3. Die AG hat die Darlehensvaluta nach den rechtsfehlerfreien Feststellungen des Berufungsgerichts empfangen.
Die Revision wendet hiergegen ohne Erfolg ein, das Berufungsgericht habe den Vortrag der AG übergangen, die Darlehensvaluta sei ohne ihr Wissen an eine ihr unbekannte Rechtsanwältin überwiesen worden, die ohne ihr Zutun darüber verfügt habe. Sie selbst habe zu keinem Zeitpunkt über die Darlehensvaluta verfügen können.
Ob ein Darlehen, das der Darlehensgeber an einen Dritten auszahlt, als empfangen i.S. des § 607 BGB a.F. und des § 7 VerbrKrG gilt, ist nach § 362 Abs. 2, § 185 BGB zu beurteilen (Senat BGHZ 152, 331, 337 und 167, 252, 264 Tz. 31, jeweils m.w.Nachw.).
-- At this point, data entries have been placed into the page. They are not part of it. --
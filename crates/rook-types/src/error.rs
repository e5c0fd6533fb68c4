use thiserror::Error;

/// Errors produced by type construction and conversion.
#[derive(Debug, Error, Clone, PartialEq, Eq)]
pub enum TypeError {
    #[error("invalid key {key:?}: {reason}")]
    InvalidKey { key: String, reason: String },

    #[error("invalid path {path:?}: {reason}")]
    InvalidPath { path: String, reason: String },

    #[error("expected a record object, found {found}")]
    NotARecord { found: &'static str },

    #[error("record field {field:?} holds a nested object")]
    NestedField { field: String },

    #[error("serialization error: {0}")]
    Serialization(String),
}
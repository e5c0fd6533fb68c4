use std::fmt;
use std::future::Future;
use std::pin::Pin;
use std::sync::Arc;

use async_trait::async_trait;
use serde_json::{Map, Value};

use rook_types::StorePath;

use crate::error::RemoteResult;

/// Future returned by a [`ChangeCallback`]; awaited before the next
/// notification for the same subscription is delivered.
pub type ChangeFuture = Pin<Box<dyn Future<Output = ()> + Send>>;

/// Callback invoked with the new value at a subscribed path.
///
/// The argument is `None` when the path no longer holds a value.
pub type ChangeCallback = Arc<dyn Fn(Option<Value>) -> ChangeFuture + Send + Sync>;

/// Opaque handle identifying one store-level subscription.
#[derive(Clone, Copy, Debug, PartialEq, Eq, Hash, PartialOrd, Ord)]
pub struct SubscriptionHandle(u64);

impl SubscriptionHandle {
    pub fn from_raw(raw: u64) -> Self {
        Self(raw)
    }

    pub fn as_raw(&self) -> u64 {
        self.0
    }
}

impl fmt::Display for SubscriptionHandle {
    fn fmt(&self, f: &mut fmt::Formatter<'_>) -> fmt::Result {
        write!(f, "sub#{}", self.0)
    }
}

/// Tree-addressable key-value service with path-scoped change notifications.
///
/// All implementations must satisfy these invariants:
/// - `read` returns exactly what the last completed write left at the path,
///   including children written through descendant paths.
/// - Writing `null` is equivalent to deleting the path.
/// - The store never interprets values beyond their tree structure.
/// - Notifications are delivered on the store's own tasks, never on the
///   caller's, and only for changes made after `subscribe` returned.
/// - All backend errors are propagated, never silently ignored.
#[async_trait]
pub trait RemoteStore: Send + Sync {
    /// Read the value at a path.
    ///
    /// Returns `Ok(None)` if nothing is stored there.
    async fn read(&self, path: &StorePath) -> RemoteResult<Option<Value>>;

    /// Replace the value at a path, creating parents as needed.
    async fn write(&self, path: &StorePath, value: Value) -> RemoteResult<()>;

    /// Merge top-level fields into the object at a path.
    ///
    /// Fields not named are left untouched; a `null` field is removed.
    async fn patch(&self, path: &StorePath, fields: Map<String, Value>) -> RemoteResult<()>;

    /// Delete the value at a path. Returns `true` if anything was there.
    async fn delete(&self, path: &StorePath) -> RemoteResult<bool>;

    /// Register `on_change` for changes at or below `path`.
    async fn subscribe(
        &self,
        path: &StorePath,
        on_change: ChangeCallback,
    ) -> RemoteResult<SubscriptionHandle>;

    /// Detach a subscription. Returns `false` if the handle was unknown.
    async fn unsubscribe(&self, handle: SubscriptionHandle) -> RemoteResult<bool>;

    /// Check whether a path holds a value.
    async fn exists(&self, path: &StorePath) -> RemoteResult<bool> {
        Ok(self.read(path).await?.is_some())
    }

    /// Read several paths, preserving order.
    ///
    /// Default implementation calls `read()` for each path. Backends may
    /// override for fewer round-trips.
    async fn read_batch(&self, paths: &[StorePath]) -> RemoteResult<Vec<Option<Value>>> {
        let mut values = Vec::with_capacity(paths.len());
        for path in paths {
            values.push(self.read(path).await?);
        }
        Ok(values)
    }

    /// Write `value` only if the path is currently empty. Returns `true` if
    /// the value was written.
    ///
    /// The default implementation reads and then writes. It is NOT atomic:
    /// two concurrent writers may both observe an empty path and both
    /// succeed. Backends with a conditional-write primitive override this
    /// and report it through [`supports_atomic_create`](Self::supports_atomic_create).
    async fn create_if_absent(&self, path: &StorePath, value: Value) -> RemoteResult<bool> {
        if self.read(path).await?.is_some() {
            return Ok(false);
        }
        self.write(path, value).await?;
        Ok(true)
    }

    /// Whether `create_if_absent` is a single atomic operation.
    fn supports_atomic_create(&self) -> bool {
        false
    }
}
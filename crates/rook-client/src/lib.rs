//! Typed storage client for the Rook object store.
//!
//! Domain code programs against [`TypedStorage`]: asynchronous CRUD,
//! existence checks and tagged change listeners over one registered domain
//! type. [`RemoteStorageAdapter`] implements it on top of any
//! [`RemoteStore`](rook_remote::RemoteStore), resolving root paths and
//! conversions through the [`Registry`](rook_registry::Registry).
//!
//! # Modules
//!
//! - [`error`] -- [`ClientError`] and the recoverable/programming split
//! - [`config`] -- [`ClientConfig`] (namespace, listener detach policy)
//! - [`traits`] -- The [`TypedStorage`] contract
//! - [`adapter`] -- [`RemoteStorageAdapter`]
//! - [`listeners`] -- [`ListenerMultiplexer`] keyed by `(key, tag)`
//! - [`client`] -- [`StorageClient`], the shared entry point
//!
//! # Example
//!
//! ```ignore
//! let client = StorageClient::new(store, registry, ClientConfig::default());
//! let users = client.for_type::<User>()?;
//! users.register_value(&alice).await?;
//! users.on_change(&alice.key, "profile", |u| println!("{}", u.name)).await?;
//! ```

pub mod adapter;
pub mod client;
pub mod config;
pub mod error;
pub mod listeners;
pub mod traits;

pub use adapter::RemoteStorageAdapter;
pub use client::StorageClient;
pub use config::ClientConfig;
pub use error::{ClientError, ClientResult};
pub use listeners::{ListenerMultiplexer, RootSubscription, Subscription, SubscriptionId};
pub use traits::{CollectionListener, TypedStorage, ValueListener};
Dasselbe gilt für § 62 Abs. 1 Satz 1 AktG (vgl. Henze, in: GroßkommAktG, 4. Aufl. § 62 Rdn. 22; MünchKommAktG/Bayer, 2. Aufl. § 62 Rdn. 14).
Danach liegt ein Empfang auch dann vor, wenn der Gläubiger die Leistung an einen Dritten nachträglich genehmigt (MünchKommBGB/Wenzel, 5. Aufl. § 362 Rdn. 17). Eine solche Genehmigung gegenüber dem Kläger hat die AG erklärt, indem sie in der Klageerwiderung vom 12. November 2003 vorgetragen hat, sie habe den Darlehensbetrag entsprechend der mit der Insolvenzschuldnerin getroffenen Vereinbarung zum Erwerb der Aktien der Insolvenzschuldnerin verwandt. Gegenüber der Treuhänderin hatte die AG bereits mit Schreiben vom 26. September 2002 bestätigt, die Valutierung des Darlehens sei auf direktem Zahlungswege abgerufen worden. Damit hat sie zum Ausdruck gebracht, dass sie die Auszahlung der Darlehensvaluta als Erfüllung ihres vermeintlichen Anspruches gelten lassen will.
III.
Die Revision war demnach als unbegründet mit der Maßgabe zurückzuweisen, dass die Forderung des Klägers zur Insolvenztabelle festgestellt wird (§ 179 Abs. 2, § 180 Abs. 2 InsO; vgl. auch BGH, Urteil vom 23. Dezember 1953 - VI ZR 1/52, LM Nr. 5 zu § 146 KO).